• _TASK OBJECTIVE_: In the entries below, find the lines with the word "before" and copy them.

[Saved entries]

'''

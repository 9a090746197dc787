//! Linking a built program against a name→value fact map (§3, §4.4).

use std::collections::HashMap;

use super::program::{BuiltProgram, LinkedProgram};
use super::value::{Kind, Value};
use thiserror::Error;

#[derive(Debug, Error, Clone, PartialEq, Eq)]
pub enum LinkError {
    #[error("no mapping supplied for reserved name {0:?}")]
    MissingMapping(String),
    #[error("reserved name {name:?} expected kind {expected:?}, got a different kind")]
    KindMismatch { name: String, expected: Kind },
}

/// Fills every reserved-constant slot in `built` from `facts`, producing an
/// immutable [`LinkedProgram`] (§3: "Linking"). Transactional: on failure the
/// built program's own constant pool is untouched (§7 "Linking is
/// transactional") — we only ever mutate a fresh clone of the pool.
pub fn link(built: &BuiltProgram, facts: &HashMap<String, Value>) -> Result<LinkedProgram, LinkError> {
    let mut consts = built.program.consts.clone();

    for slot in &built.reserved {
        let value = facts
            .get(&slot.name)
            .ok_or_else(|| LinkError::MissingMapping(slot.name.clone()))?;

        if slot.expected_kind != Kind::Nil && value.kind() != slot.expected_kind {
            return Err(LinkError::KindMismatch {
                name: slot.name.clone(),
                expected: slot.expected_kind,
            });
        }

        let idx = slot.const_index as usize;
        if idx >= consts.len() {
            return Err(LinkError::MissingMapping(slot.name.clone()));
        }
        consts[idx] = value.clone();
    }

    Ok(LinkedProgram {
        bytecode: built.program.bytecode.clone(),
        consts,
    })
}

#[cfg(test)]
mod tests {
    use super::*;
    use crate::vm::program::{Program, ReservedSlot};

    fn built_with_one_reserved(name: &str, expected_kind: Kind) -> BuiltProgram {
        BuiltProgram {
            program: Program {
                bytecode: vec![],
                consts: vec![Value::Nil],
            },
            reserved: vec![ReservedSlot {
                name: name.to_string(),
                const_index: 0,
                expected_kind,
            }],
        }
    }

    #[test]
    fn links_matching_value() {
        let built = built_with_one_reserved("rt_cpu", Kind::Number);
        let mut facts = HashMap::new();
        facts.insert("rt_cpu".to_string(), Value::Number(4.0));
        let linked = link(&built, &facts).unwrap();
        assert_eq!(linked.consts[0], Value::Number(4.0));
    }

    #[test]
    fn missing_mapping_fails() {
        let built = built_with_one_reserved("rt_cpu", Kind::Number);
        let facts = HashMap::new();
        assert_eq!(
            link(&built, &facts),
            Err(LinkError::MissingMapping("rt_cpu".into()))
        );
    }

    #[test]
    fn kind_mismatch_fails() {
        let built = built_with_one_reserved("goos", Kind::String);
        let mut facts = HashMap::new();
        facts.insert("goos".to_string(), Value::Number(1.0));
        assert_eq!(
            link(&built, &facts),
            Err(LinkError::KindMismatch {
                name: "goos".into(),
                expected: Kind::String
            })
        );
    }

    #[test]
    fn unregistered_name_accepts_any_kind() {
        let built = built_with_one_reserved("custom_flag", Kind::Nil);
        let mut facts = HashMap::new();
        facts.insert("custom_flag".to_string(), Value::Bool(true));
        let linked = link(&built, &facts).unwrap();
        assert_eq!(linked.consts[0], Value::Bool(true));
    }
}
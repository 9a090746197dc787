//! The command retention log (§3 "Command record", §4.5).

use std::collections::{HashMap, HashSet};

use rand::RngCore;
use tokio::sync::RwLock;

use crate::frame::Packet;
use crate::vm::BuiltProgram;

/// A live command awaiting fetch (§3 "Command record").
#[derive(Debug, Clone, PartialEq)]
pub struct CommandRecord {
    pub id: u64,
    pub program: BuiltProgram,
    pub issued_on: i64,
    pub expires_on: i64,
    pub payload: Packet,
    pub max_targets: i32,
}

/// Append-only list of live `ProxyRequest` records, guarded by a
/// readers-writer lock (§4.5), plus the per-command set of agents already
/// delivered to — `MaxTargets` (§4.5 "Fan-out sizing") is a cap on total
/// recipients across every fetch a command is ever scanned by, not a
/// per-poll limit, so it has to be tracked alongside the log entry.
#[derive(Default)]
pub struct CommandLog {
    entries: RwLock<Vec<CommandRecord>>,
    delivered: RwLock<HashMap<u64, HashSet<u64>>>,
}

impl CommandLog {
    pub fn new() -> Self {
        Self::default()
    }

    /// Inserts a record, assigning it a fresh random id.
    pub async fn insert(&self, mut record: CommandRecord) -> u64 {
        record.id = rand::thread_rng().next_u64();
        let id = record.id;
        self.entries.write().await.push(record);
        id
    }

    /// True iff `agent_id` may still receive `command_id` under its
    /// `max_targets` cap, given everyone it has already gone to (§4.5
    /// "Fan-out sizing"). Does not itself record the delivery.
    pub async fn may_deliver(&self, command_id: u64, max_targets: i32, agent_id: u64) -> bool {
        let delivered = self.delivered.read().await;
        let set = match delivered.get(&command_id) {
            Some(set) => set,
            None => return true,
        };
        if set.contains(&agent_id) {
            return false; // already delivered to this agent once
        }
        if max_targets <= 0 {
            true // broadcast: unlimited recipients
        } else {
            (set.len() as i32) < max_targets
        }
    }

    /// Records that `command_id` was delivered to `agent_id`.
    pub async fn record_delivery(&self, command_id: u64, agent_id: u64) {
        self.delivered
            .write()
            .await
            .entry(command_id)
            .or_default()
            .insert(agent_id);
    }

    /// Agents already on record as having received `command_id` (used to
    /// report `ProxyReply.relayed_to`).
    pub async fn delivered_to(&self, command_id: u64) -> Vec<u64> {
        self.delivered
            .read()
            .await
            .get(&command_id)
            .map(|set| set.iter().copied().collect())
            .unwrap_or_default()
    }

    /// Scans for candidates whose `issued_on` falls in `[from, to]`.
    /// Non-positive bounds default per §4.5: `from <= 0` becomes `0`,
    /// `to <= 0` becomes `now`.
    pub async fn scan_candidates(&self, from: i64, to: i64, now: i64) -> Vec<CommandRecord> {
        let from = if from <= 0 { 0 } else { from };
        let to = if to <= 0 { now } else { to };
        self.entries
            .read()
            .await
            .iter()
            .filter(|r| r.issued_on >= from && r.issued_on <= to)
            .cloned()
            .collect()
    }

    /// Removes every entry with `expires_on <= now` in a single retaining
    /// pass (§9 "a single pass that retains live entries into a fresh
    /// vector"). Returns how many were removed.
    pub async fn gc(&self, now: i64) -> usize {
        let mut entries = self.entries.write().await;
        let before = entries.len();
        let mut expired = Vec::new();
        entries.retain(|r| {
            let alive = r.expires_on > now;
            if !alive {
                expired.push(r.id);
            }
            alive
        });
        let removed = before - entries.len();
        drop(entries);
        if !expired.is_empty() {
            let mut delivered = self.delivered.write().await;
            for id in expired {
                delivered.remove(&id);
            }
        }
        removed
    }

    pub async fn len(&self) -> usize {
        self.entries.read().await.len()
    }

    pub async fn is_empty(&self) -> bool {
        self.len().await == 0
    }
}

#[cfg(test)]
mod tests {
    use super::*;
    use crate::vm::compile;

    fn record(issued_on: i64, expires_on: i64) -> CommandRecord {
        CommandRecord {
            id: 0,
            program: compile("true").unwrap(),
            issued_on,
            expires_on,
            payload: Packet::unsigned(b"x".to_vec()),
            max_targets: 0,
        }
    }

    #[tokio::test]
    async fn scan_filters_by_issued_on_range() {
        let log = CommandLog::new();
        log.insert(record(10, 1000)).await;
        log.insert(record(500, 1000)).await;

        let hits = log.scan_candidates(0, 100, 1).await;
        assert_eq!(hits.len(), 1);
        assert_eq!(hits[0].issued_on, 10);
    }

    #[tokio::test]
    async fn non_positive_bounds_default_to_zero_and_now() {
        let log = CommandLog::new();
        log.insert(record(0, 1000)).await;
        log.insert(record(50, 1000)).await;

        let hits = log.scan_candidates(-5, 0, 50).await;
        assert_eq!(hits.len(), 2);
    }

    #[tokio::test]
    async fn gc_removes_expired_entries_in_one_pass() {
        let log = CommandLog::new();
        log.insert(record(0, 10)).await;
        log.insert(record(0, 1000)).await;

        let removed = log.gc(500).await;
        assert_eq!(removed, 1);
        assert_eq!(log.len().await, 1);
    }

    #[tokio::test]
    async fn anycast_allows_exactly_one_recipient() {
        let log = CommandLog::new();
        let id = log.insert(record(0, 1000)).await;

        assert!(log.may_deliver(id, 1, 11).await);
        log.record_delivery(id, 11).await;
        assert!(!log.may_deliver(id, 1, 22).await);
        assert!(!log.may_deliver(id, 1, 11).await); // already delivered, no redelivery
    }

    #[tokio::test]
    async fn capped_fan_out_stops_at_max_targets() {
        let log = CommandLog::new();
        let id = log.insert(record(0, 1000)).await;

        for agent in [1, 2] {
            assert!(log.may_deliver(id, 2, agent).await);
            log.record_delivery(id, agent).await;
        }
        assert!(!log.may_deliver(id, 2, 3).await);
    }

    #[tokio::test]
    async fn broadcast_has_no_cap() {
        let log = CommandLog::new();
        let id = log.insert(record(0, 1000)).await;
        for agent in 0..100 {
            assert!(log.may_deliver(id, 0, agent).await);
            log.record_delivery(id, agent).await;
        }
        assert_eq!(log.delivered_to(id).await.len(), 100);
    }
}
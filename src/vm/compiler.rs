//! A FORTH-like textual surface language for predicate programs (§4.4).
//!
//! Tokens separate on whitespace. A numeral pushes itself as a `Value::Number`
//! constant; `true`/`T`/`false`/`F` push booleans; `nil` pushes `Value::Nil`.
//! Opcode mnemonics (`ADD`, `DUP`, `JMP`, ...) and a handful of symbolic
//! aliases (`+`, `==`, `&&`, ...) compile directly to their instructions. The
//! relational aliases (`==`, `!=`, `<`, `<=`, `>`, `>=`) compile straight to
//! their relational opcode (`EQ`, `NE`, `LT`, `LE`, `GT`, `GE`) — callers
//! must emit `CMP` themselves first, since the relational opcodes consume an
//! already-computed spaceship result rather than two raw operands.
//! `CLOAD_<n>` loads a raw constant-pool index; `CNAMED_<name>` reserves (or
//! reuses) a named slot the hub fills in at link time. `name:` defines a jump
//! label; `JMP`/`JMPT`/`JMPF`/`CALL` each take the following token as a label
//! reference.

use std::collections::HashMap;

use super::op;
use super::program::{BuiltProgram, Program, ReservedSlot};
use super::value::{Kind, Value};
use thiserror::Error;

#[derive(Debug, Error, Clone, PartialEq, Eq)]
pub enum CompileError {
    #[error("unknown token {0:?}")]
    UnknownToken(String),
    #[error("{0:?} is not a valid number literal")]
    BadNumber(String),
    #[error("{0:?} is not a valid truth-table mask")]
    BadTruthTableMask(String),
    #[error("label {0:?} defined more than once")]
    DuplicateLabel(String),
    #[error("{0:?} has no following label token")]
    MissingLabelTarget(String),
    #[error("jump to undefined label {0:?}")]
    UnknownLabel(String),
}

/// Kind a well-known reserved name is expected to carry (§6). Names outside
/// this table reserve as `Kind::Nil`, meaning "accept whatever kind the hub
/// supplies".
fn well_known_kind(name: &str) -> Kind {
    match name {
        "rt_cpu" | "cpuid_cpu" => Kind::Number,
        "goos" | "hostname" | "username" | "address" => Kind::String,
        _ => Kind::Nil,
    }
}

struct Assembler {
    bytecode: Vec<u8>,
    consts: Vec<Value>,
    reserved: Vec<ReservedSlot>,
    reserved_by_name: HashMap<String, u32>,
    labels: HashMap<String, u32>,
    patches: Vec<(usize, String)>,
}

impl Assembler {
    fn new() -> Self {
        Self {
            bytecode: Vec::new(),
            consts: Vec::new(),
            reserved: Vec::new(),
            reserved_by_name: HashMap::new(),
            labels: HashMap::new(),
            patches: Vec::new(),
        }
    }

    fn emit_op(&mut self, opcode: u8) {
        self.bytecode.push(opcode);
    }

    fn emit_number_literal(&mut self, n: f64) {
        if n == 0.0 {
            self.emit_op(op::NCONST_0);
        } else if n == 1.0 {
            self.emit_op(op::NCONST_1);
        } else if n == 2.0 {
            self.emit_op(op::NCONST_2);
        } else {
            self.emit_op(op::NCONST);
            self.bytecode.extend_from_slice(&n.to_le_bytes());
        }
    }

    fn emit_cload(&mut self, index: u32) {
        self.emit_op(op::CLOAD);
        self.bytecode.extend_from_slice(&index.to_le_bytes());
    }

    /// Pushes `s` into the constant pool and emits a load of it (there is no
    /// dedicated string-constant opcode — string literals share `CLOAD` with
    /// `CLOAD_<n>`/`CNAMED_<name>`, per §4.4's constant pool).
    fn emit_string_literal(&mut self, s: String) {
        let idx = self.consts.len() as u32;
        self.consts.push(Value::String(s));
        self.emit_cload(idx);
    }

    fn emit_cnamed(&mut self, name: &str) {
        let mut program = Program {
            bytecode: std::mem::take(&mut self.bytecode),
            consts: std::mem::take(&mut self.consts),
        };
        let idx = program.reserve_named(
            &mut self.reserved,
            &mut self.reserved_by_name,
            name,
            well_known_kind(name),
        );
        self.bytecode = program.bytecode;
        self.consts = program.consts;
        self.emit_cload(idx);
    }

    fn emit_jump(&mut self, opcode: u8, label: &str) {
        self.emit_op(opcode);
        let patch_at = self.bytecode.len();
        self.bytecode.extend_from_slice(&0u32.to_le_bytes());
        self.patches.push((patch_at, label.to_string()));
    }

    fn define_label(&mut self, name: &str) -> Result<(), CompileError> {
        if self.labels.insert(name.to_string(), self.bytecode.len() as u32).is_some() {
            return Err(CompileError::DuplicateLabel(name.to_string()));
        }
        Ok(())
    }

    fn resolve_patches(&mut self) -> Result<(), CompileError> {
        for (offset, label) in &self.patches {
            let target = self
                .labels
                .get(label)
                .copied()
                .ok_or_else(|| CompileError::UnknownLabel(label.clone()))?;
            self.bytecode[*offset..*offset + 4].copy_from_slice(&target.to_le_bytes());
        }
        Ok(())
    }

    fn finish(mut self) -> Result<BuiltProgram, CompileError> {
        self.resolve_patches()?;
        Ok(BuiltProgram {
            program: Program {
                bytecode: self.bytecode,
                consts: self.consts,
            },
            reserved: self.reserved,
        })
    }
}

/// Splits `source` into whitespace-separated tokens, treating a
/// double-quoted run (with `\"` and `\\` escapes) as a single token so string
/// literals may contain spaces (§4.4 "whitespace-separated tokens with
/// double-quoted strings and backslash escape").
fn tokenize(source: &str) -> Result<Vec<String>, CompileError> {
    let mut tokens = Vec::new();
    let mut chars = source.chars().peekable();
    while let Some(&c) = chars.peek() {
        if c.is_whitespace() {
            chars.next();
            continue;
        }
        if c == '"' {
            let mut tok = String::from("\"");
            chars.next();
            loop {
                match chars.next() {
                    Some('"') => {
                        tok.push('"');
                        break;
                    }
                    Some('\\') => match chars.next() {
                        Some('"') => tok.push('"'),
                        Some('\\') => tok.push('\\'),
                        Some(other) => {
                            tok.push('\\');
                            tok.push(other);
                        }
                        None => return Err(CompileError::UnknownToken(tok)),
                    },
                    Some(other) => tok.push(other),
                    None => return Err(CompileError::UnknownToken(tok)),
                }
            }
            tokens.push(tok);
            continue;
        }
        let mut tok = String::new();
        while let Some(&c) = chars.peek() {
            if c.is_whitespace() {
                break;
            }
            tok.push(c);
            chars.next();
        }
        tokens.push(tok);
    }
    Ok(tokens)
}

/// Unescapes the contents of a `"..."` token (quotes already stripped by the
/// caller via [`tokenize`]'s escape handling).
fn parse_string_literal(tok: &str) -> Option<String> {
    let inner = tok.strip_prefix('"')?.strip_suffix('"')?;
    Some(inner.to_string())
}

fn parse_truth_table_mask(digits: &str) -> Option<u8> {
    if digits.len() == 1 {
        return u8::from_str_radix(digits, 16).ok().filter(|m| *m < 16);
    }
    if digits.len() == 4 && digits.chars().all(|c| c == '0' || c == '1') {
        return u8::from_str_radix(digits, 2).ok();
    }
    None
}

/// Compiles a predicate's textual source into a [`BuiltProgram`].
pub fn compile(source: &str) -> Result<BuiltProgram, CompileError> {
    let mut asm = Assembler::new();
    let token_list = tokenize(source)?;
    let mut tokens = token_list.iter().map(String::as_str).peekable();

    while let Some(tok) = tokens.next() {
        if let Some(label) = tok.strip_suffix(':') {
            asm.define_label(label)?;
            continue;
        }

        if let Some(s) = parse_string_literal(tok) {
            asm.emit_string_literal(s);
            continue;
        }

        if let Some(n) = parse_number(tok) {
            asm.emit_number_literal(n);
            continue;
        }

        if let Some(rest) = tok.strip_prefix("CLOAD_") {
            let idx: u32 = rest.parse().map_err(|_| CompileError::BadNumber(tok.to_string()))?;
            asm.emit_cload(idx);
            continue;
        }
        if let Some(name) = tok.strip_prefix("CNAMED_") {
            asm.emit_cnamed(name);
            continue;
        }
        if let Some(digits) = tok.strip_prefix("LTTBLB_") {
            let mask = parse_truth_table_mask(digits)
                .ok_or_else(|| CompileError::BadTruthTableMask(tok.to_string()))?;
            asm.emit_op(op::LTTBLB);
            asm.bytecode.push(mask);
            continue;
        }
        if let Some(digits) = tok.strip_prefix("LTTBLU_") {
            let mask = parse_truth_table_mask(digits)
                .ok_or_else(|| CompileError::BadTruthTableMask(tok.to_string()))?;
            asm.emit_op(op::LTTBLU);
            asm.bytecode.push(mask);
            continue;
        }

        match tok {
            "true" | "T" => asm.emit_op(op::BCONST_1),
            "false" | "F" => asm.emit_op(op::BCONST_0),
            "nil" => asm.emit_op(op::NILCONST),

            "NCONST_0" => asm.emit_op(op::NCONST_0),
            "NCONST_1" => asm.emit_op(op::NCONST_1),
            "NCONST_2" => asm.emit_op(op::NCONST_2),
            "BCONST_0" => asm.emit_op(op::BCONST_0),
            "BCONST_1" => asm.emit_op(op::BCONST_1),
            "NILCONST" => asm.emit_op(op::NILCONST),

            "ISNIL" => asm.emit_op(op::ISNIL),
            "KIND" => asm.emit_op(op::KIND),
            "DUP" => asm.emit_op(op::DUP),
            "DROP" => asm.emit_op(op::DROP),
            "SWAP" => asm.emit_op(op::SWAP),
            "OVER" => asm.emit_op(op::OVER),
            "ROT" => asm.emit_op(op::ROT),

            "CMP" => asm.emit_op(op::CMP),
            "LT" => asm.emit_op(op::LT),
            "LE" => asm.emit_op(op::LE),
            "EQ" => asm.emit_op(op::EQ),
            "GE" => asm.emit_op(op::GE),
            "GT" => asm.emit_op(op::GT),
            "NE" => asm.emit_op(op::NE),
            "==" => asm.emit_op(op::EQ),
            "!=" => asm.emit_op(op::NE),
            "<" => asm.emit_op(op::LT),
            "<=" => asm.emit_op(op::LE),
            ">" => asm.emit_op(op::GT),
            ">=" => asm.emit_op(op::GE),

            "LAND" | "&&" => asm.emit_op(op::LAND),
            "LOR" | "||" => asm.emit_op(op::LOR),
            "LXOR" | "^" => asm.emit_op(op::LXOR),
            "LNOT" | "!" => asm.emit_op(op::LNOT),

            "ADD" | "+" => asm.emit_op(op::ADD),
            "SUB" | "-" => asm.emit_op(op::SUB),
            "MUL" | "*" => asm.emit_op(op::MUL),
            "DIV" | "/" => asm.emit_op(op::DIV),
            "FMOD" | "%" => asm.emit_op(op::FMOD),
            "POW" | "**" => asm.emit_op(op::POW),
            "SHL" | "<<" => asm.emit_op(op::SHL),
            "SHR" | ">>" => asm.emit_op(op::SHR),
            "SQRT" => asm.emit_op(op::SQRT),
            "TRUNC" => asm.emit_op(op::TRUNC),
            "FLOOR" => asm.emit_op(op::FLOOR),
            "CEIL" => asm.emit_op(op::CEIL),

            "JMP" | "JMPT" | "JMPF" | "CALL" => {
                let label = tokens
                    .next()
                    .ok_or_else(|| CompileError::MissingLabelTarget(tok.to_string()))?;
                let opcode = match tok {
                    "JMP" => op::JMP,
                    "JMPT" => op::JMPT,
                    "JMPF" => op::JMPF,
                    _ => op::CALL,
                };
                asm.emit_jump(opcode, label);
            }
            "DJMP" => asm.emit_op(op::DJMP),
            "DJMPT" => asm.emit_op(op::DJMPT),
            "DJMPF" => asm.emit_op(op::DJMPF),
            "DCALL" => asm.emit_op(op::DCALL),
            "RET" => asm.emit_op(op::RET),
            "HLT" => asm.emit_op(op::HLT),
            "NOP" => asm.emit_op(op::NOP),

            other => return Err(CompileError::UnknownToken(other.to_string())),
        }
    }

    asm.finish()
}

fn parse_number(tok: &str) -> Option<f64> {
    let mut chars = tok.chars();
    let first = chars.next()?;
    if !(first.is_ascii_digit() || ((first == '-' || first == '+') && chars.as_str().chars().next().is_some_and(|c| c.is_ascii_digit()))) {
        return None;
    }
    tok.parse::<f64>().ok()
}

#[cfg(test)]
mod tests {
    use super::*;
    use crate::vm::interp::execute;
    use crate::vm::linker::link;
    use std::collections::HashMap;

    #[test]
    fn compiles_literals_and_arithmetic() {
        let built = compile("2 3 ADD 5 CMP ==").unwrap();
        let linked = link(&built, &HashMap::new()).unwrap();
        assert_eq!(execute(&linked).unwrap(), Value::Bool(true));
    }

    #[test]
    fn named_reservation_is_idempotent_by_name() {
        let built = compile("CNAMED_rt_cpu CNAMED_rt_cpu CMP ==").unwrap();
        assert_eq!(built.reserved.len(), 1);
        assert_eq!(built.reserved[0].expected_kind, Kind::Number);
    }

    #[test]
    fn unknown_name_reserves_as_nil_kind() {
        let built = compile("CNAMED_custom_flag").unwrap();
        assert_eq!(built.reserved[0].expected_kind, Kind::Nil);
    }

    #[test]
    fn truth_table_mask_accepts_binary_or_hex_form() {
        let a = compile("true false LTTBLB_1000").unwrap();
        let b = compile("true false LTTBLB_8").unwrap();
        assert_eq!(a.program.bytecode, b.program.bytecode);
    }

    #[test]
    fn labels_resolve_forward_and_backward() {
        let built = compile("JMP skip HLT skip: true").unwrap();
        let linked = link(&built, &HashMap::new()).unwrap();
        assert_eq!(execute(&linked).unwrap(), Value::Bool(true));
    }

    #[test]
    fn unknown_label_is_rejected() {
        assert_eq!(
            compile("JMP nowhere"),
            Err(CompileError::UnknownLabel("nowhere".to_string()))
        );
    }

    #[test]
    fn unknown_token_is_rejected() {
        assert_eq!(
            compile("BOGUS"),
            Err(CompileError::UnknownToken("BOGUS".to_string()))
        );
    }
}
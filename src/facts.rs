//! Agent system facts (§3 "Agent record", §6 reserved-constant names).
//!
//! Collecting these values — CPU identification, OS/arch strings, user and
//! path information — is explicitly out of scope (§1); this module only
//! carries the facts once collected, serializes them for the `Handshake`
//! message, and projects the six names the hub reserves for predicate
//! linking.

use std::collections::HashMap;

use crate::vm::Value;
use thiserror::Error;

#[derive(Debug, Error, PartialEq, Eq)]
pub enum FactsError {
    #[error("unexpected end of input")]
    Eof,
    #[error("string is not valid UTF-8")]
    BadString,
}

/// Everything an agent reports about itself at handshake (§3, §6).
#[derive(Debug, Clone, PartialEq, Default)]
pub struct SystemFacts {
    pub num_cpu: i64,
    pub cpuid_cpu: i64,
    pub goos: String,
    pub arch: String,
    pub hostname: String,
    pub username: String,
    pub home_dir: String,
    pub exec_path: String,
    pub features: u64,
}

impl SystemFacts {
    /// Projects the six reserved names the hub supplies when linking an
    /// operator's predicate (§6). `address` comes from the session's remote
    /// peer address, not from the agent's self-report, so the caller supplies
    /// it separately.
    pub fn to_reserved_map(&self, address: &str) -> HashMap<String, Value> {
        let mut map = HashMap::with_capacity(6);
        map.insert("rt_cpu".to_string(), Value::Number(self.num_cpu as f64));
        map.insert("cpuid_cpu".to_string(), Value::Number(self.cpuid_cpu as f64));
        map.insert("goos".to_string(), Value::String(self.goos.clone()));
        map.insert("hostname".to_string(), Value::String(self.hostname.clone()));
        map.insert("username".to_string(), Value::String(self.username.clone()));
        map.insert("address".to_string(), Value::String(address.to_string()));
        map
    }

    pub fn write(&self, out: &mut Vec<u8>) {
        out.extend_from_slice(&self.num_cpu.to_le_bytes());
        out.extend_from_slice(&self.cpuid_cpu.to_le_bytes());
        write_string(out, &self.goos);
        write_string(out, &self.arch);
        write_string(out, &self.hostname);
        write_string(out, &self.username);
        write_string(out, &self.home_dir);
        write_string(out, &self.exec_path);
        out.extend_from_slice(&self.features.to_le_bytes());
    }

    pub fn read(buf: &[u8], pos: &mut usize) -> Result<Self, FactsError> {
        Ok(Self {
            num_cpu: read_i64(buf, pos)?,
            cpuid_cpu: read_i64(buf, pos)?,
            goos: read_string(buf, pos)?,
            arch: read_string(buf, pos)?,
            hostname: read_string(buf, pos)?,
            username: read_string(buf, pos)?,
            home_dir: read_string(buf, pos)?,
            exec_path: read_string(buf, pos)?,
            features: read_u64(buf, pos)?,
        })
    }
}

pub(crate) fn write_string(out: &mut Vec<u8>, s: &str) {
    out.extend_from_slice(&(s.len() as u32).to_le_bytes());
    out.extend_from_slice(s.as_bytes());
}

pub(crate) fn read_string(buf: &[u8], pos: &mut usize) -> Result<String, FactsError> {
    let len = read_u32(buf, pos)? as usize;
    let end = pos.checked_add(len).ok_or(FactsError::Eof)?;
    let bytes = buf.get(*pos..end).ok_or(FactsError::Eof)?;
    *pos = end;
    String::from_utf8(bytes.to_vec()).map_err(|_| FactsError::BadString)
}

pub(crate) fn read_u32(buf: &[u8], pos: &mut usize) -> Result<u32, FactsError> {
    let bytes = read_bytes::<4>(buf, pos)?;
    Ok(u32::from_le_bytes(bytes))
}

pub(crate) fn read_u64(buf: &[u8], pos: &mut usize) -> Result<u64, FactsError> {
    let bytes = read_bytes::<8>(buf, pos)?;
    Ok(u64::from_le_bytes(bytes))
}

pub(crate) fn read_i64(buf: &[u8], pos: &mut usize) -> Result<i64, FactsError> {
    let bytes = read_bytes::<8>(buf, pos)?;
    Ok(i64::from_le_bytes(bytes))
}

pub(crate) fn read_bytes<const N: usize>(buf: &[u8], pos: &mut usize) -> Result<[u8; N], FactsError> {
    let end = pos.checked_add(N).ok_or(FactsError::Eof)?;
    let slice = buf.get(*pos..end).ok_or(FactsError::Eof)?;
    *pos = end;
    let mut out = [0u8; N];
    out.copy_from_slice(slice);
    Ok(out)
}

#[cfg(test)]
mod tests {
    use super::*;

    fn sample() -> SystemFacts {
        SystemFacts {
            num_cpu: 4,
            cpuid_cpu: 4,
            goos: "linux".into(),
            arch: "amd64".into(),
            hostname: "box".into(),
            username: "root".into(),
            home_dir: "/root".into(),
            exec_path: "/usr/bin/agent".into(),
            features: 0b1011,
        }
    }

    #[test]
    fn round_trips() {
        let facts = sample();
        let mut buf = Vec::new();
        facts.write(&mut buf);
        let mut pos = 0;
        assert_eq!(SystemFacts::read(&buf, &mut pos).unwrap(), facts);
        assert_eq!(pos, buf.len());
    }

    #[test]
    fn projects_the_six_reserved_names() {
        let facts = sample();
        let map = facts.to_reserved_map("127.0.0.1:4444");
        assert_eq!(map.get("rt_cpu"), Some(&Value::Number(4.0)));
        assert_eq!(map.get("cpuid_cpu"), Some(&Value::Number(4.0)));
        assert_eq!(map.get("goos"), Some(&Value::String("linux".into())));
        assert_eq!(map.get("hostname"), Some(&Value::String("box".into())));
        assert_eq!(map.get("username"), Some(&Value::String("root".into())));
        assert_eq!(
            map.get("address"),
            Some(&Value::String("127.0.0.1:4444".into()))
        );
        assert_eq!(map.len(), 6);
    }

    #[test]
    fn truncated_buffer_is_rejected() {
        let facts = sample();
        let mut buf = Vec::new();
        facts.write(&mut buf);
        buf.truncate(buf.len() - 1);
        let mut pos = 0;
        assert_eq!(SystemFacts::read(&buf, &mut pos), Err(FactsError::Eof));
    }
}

'''

• _TASK RESPONSE_:
        let before = entries.len();
        let removed = before - entries.len();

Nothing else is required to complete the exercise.